Soprano Whitney Morrison is remarkable as Griffith’s mother Emelda, singing with real power. Her portrayal is quite strong, starting as a confident, rather pushy figure who knows how to get her own way, then showing the dark side of her life in her searing second act aria. Tenor Paul Groves, who also sang Howie at the Met, here shows the two sides of the character’s personality: the supportive manager and the guy who gets as much money as he can out of Griffith and then abandons him. His bitter second act aria excoriating the boxing profession is both angry and moving. I thought the role lay a touch too low for Groves’ voice, but he sang with confidence.
Martin Luther Clark sings beautifully as the sympathetic caretaker Luis, and Meredith Arwady is amusing and fun as Kathy. Special mention must be made for Sankara Harouna, covering for an indisposed Leroy Davis, who was a confident presence and sang the role as if it had always been his own. He was equally fine both as Benny Paret and Paret’s son.
Veteran Chicago actor Larry Yando (the Goodman Theatre’s Scrooge for umpteen years), here plays the non-singing role of the Ring Announcer, bringing some much-needed authority and comic relief to the proceeding.
The cast is supported by a wonderful troop of dancers executing the spectacular choreography of Camille A. Brown. The early scene in the Virgin Islands shows these dancers, decked out in the colorful costumes of Montana Levi Blanco, working with precision and speed. It contributes mightily to the success of the opera. The glorious set by Allen Moyer, constantly shifting from private to public, is enhanced by the projections of Greg Emetaz. Stage director James Robinson keeps the action moving forward with a deft touch, framing the singers with real storytelling skill.

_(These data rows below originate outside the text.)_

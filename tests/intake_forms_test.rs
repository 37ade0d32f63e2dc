// ABOUTME: Integration tests for intake form instances and answer upserts
// ABOUTME: Covers the (form, question key) overwrite contract and answer listing
//
// SPDX-License-Identifier: MIT OR Apache-2.0
// Copyright (c) 2025 SmartGains

#![allow(missing_docs, clippy::unwrap_used)]

mod common;

use common::{create_test_db, seed_client, seed_trainer};
use smartgains_server::database::intake::{AnswerInput, IntakeManager};
use smartgains_server::errors::ErrorCode;

fn answer(key: &str, text: &str) -> AnswerInput {
    AnswerInput {
        question_key: key.to_owned(),
        question_source: "global".to_owned(),
        question_text: "Any injuries?".to_owned(),
        answer: text.to_owned(),
    }
}

#[tokio::test]
async fn test_create_form_and_save_answers() {
    let db = create_test_db().await;
    let trainer_id = seed_trainer(&db, "coach@smartgains.app").await;
    let client_id = seed_client(&db, trainer_id, "Alex").await;
    let manager = IntakeManager::new(db.pool().clone());

    let form = manager
        .create_form("consultation", client_id, trainer_id)
        .await
        .unwrap();
    assert_eq!(form.form_type, "consultation");

    let saved = manager
        .save_answers(
            form.id,
            &[answer("global_1", "None"), answer("trainer_4", "Knee pain")],
        )
        .await
        .unwrap();
    assert_eq!(saved, 2);

    let answers = manager.list_answers(form.id).await.unwrap();
    assert_eq!(answers.len(), 2);
    assert_eq!(answers[0].question_key, "global_1");
    assert_eq!(answers[1].question_key, "trainer_4");
}

#[tokio::test]
async fn test_resubmitting_answer_overwrites() {
    let db = create_test_db().await;
    let trainer_id = seed_trainer(&db, "coach@smartgains.app").await;
    let client_id = seed_client(&db, trainer_id, "Alex").await;
    let manager = IntakeManager::new(db.pool().clone());

    let form = manager
        .create_form("medical_history", client_id, trainer_id)
        .await
        .unwrap();

    manager
        .save_answers(form.id, &[answer("global_1", "None")])
        .await
        .unwrap();
    manager
        .save_answers(form.id, &[answer("global_1", "Sprained ankle, 2023")])
        .await
        .unwrap();

    let answers = manager.list_answers(form.id).await.unwrap();
    assert_eq!(answers.len(), 1);
    assert_eq!(answers[0].answer, "Sprained ankle, 2023");
}

#[tokio::test]
async fn test_save_answers_unknown_form() {
    let db = create_test_db().await;
    let manager = IntakeManager::new(db.pool().clone());

    let err = manager
        .save_answers(404, &[answer("global_1", "None")])
        .await
        .unwrap_err();
    assert_eq!(err.code, ErrorCode::ResourceNotFound);
}

#[tokio::test]
async fn test_list_forms_by_client() {
    let db = create_test_db().await;
    let trainer_id = seed_trainer(&db, "coach@smartgains.app").await;
    let client_id = seed_client(&db, trainer_id, "Alex").await;
    let manager = IntakeManager::new(db.pool().clone());

    manager
        .create_form("consultation", client_id, trainer_id)
        .await
        .unwrap();
    manager
        .create_form("medical_history", client_id, trainer_id)
        .await
        .unwrap();

    let forms = manager.list_forms_by_client(client_id).await.unwrap();
    assert_eq!(forms.len(), 2);
}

Blanchard’s music, played beautifully by the Lyric Opera Orchestra under Enrique Mazzola, is a combination of jazz style and syncopation. Creating tension through the drums and emotion through the strings, the score supports the staging very well. I admire the playwright Michael Cristofer, but here his libretto occasionally becomes awkward and obvious and does not fully match the poetic musical landscape.
My one problem with Champion is that it literally ends three times. There’s a long and touching ensemble scene about forgiveness that ends with everyone singing “There’s nothing left to say.” It thought that was the end, but there’s two more scenes to follow. It should be said that the final scene in Griffith’s bedroom is deeply moving. And in the curtain call, when Smith, Jr. and Austin meet center stage and embrace, it was the cue for an audience ovation.
Champion moved me, touched me, and also made me think hard about the nature of self-forgiveness. Quite an afternoon.